6 Tips for Teaching Kindergarten in the Library

Recently, I had a colleague who was hired as an elementary librarian.  When I asked her what she was most nervous about for her new role she shared teaching kindergarteners.  It got me thinking about how teaching younger children can be incredibly rewarding but also demands some techniques to ensure smooth lessons.  Here are 6 tips for teaching kindergarteners in the library! 

Establish a Routine

Consistency is key when dealing with young learners. Setting up a clear routine helps them anticipate what’s next and fosters a sense of structure. In our library sessions, we always start on the rug, dive into our lesson, and then proceed to book checkout.
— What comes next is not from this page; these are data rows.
impl Window {
    /// Create a page with an empty document
    #[must_use]
    pub fn new(config: PlatformConfig) -> Self {
        let event_loop = Rc::new(EventLoop::new(config.epoch, config.max_steps));
        let clock: Rc<dyn Clock> = event_loop.clone();
        let listeners = Rc::new(ListenerStore::new());
        let network = Rc::new(Network::new());

        let date: Rc<dyn DateApi> = Rc::new(NativeDate::new(Rc::clone(&clock)));
        let math: Rc<dyn MathApi> = Rc::new(NativeMath::new(config.seed));
        let timers: Rc<dyn TimerApi> = Rc::new(NativeTimers::new(Rc::clone(&event_loop)));
        let xhr: Rc<dyn XhrApi> =
            Rc::new(NativeXhrApi::new(Rc::clone(&event_loop), Rc::clone(&network)));
        let listener_api: Rc<dyn ListenerApi> =
            Rc::new(NativeListeners::new(Rc::clone(&listeners)));
        let event_factory: Rc<dyn EventFactory> = Rc::new(NativeEventFactory::new(
            clock,
            config.supported_interfaces(),
        ));
        let storage: Rc<dyn StorageApi> = Rc::new(MemoryStorage::new());

        let inner = Rc::new_cyclic(|weak| {
            let binding: Rc<dyn EventBinding> = Rc::new(Binder::new(WeakWindow {
                inner: weak.clone(),
            }));
            WindowInner {
                location: RefCell::new(config.url.clone()),
                config,
                event_loop,
                document: RefCell::new(Document::new()),
                listeners,
                network,
                loaded: Cell::new(false),
                globals: Globals {
                    date: Global::new(date),
                    math: Global::new(math),
                    timers: Global::new(timers),
                    xhr: Global::new(xhr),
                    listeners: Global::new(listener_api),
                    binding: Global::new(binding),
                    event_factory: Global::new(event_factory),
                    storage: Global::new(storage),
                },
            }
        });
        debug!(url = %inner.config.url, seed = inner.config.seed, "window created");
        Self { inner }
    }

    /// Non-owning handle
    #[must_use]
    pub fn downgrade(&self) -> WeakWindow {
        WeakWindow {
            inner: Rc::downgrade(&self.inner),
        }
    }

    /// Whether two handles name the same window
    #[must_use]
    pub fn ptr_eq(&self, other: &Window) -> bool {
        Rc::ptr_eq(&self.inner, &other.inner)
    }

    /// Platform configuration
    #[must_use]
    pub fn config(&self) -> &PlatformConfig {
        &self.inner.config
    }

    /// The capability slots
    #[must_use]
    pub fn globals(&self) -> &Globals {
        &self.inner.globals
    }

    /// Current `Date`
    #[must_use]
    pub fn date(&self) -> Rc<dyn DateApi> {
        self.inner.globals.date.get()
    }

    /// Current `Math`
    #[must_use]
    pub fn math(&self) -> Rc<dyn MathApi> {
        self.inner.globals.math.get()
    }

    /// Current timers
    #[must_use]
    pub fn timers(&self) -> Rc<dyn TimerApi> {
        self.inner.globals.timers.get()
    }

    /// Current `XMLHttpRequest`
    #[must_use]
    pub fn xhr(&self) -> Rc<dyn XhrApi> {
        self.inner.globals.xhr.get()
    }

    /// Current listener entry point
    #[must_use]
    pub fn listener_api(&self) -> Rc<dyn ListenerApi> {
        self.inner.globals.listeners.get()
    }

    /// Current binding library
    #[must_use]
    pub fn binding(&self) -> Rc<dyn EventBinding> {
        self.inner.globals.binding.get()
    }

    /// Current `document.createEvent`
    #[must_use]
    pub fn event_factory(&self) -> Rc<dyn EventFactory> {
        self.inner.globals.event_factory.get()
    }

    /// Current `localStorage`
    #[must_use]
    pub fn storage(&self) -> Rc<dyn StorageApi> {
        self.inner.globals.storage.get()
    }

    /// The event loop
    #[must_use]
    pub fn event_loop(&self) -> &Rc<EventLoop> {
        &self.inner.event_loop
    }

    /// The scripted network
    #[must_use]
    pub fn network(&self) -> &Rc<Network> {
        &self.inner.network
    }

    /// Virtual time
    #[must_use]
    pub fn now(&self) -> Timestamp {
        self.inner.event_loop.now()
    }

    /// Run queued tasks until none remain
    ///
    /// # Errors
    ///
    /// Returns the first task error
    pub fn run_until_idle(&self) -> EngineResult<u64> {
        self.inner.event_loop.run_until_idle()
    }

    /// Run tasks due in the next `millis` milliseconds
    ///
    /// # Errors
    ///
    /// Returns the first task error
    pub fn run_for(&self, millis: u64) -> EngineResult<u64> {
        self.inner.event_loop.run_for(millis)
    }

    /// The document
    ///
    /// # Errors
    ///
    /// Returns `InvalidState` while the document is mutably borrowed
    pub fn document(&self) -> EngineResult<Ref<'_, Document>> {
        self.inner
            .document
            .try_borrow()
            .map_err(|_| EngineError::invalid_state("the document is being modified"))
    }

    /// The document, mutably
    ///
    /// # Errors
    ///
    /// Returns `InvalidState` while the document is borrowed
    pub fn document_mut(&self) -> EngineResult<RefMut<'_, Document>> {
        self.inner
            .document
            .try_borrow_mut()
            .map_err(|_| EngineError::invalid_state("the document is in use"))
    }

    /// `addEventListener` through the current entry point
    ///
    /// # Errors
    ///
    /// Returns error if the listener store is busy
    pub fn add_event_listener(
        &self,
        target: EventTarget,
        event_type: &str,
        listener: Listener,
        capture: bool,
    ) -> EngineResult<()> {
        self.listener_api()
            .add_event_listener(target, event_type, listener, capture)
    }

    /// `removeEventListener` through the current entry point
    ///
    /// # Errors
    ///
    /// Returns error if the listener store is busy
    pub fn remove_event_listener(
        &self,
        target: EventTarget,
        event_type: &str,
        listener: &Listener,
        capture: bool,
    ) -> EngineResult<bool> {
        self.listener_api()
            .remove_event_listener(target, event_type, listener, capture)
    }

    /// Listeners registered on `target` for `event_type`
    #[must_use]
    pub fn listener_count(&self, target: EventTarget, event_type: &str) -> usize {
        self.inner.listeners.count(target, event_type)
    }

    /// `dispatchEvent`
    ///
    /// Returns `false` if a listener prevented the default action.
    ///
    /// # Errors
    ///
    /// Returns `InvalidStateError` for uninitialized events and the first
    /// listener error
    pub fn dispatch_event(&self, target: EventTarget, event: &mut DomEvent) -> EngineResult<bool> {
        let path = propagation_path(&*self.document()?, target);
        dispatch(&self.inner.listeners, &path, target, event)
    }

    /// Dispatch an event as if it came from the user
    ///
    /// # Errors
    ///
    /// Returns the first listener error
    pub fn fire_user_event(&self, target: EventTarget, mut event: DomEvent) -> EngineResult<bool> {
        event.is_trusted = true;
        event.time_stamp = self.now();
        self.dispatch_event(target, &mut event)
    }

    /// A primary-button click on `target`
    ///
    /// # Errors
    ///
    /// Returns the first listener error
    pub fn click(&self, target: EventTarget) -> EngineResult<bool> {
        let init = EventInit::new("click", true, true);
        let mut event = DomEvent::trusted(EventInterface::MouseEvent, &init, self.now());
        event.init_mouse_event(
            &init,
            &MouseEventInit {
                view: Some(EventTarget::Window),
                detail: 1,
                ..MouseEventInit::default()
            },
        )?;
        self.fire_user_event(target, event)
    }

    /// A key event carrying platform-assigned key codes
    ///
    /// # Errors
    ///
    /// Returns the first listener error
    pub fn key(
        &self,
        target: EventTarget,
        event_type: &str,
        key_code: u32,
        char_code: u32,
    ) -> EngineResult<bool> {
        let init = EventInit::new(event_type, true, true);
        let mut event = DomEvent::trusted(EventInterface::KeyboardEvent, &init, self.now());
        event.init_keyboard_event(
            &init,
            &KeyboardEventInit {
                view: Some(EventTarget::Window),
                ..KeyboardEventInit::default()
            },
        )?;
        event.set_data("keyCode", Value::from(key_code));
        event.set_data("charCode", Value::from(char_code));
        event.set_data("which", Value::from(if char_code != 0 { char_code } else { key_code }));
        self.fire_user_event(target, event)
    }

    /// Type `value` into a form control and fire `input`
    ///
    /// # Errors
    ///
    /// Returns error if the node is not an element or a listener fails
    pub fn input(&self, node: NodeId, value: &str) -> EngineResult<bool> {
        self.document_mut()?.set_value(node, Some(value.to_string()))?;
        let event = DomEvent::trusted(
            EventInterface::Event,
            &EventInit::new("input", true, false),
            self.now(),
        );
        self.fire_user_event(EventTarget::Element(node), event)
    }

    /// Whether `DOMContentLoaded` has fired
    #[must_use]
    pub fn is_loaded(&self) -> bool {
        self.inner.loaded.get()
    }

    /// Finish parsing: fire `DOMContentLoaded` on the document once
    ///
    /// # Errors
    ///
    /// Returns the first listener error
    pub fn finish_loading(&self) -> EngineResult<()> {
        if self.inner.loaded.replace(true) {
            return Ok(());
        }
        debug!("DOMContentLoaded");
        let event = DomEvent::trusted(
            EventInterface::Event,
            &EventInit::new("DOMContentLoaded", true, false),
            self.now(),
        );
        self.fire_user_event(EventTarget::Document, event).map(|_| ())
    }

    /// Current URL
    #[must_use]
    pub fn location(&self) -> String {
        self.inner
            .location
            .try_borrow()
            .map(|l| l.clone())
            .unwrap_or_default()
    }

    /// Navigate to a fragment, firing `hashchange` if it changed
    ///
    /// # Errors
    ///
    /// Returns the first listener error
    pub fn set_location_hash(&self, hash: &str) -> EngineResult<bool> {
        let old_url = self.location();
        let base = old_url.split('#').next().unwrap_or_default();
        let new_url = format!("{}#{}", base, hash.trim_start_matches('#'));
        if new_url == old_url {
            return Ok(false);
        }
        *self
            .inner
            .location
            .try_borrow_mut()
            .map_err(|_| EngineError::invalid_state("location is busy"))? = new_url.clone();

        let init = EventInit::new("hashchange", false, false);
        let mut event = DomEvent::trusted(EventInterface::HashChangeEvent, &init, self.now());
        event.init_hash_change_event(&init, &old_url, &new_url)?;
        self.fire_user_event(EventTarget::Window, event)?;
        Ok(true)
    }

    /// History traversal: fire `popstate` with `state`
    ///
    /// # Errors
    ///
    /// Returns the first listener error
    pub fn pop_state(&self, state: Value) -> EngineResult<bool> {
        let init = EventInit::new("popstate", false, false);
        let mut event = DomEvent::trusted(EventInterface::PopStateEvent, &init, self.now());
        event.init_pop_state_event(&init, state)?;
        self.fire_user_event(EventTarget::Window, event)
    }
}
While the routine remains constant, I tailor the lesson content to match the curriculum and keep it engaging. 

To make the routine visual and accessible, I use a visual schedule displayed on the smart board.  It is hooked on with Velcro dots for easy adjustments. This keeps the students informed and minimizes repetitive questioning about the lesson.

Incorporate Movement

Given kindergarteners’ short attention spans, incorporating movement helps maintain engagement. Whether it’s through interactive songs, finger plays, or games, adding physical activity keeps them focused. 

Our library sessions always start with a song.  Then, while reading a story, we often integrate finger plays to encourage participation and comprehension. For example, when talking about making connections they can tap two fingers together to show they have a connection.  Not only does this allow them to share, but also lets me acknowledge them without having to stop the story.  One of our favorite post-reading activities is a library-themed Freeze Dance, where students freeze and answer questions related to the story.

Become a Book Buddy

To encourage positive behavior and reinforce expectations, each kindergartener receives a Book Buddy clip at the start of a lesson. This is a simple clothespin with the word “library” on it.  They place this clip somewhere on their clothes and it helps serve as a visual reminder.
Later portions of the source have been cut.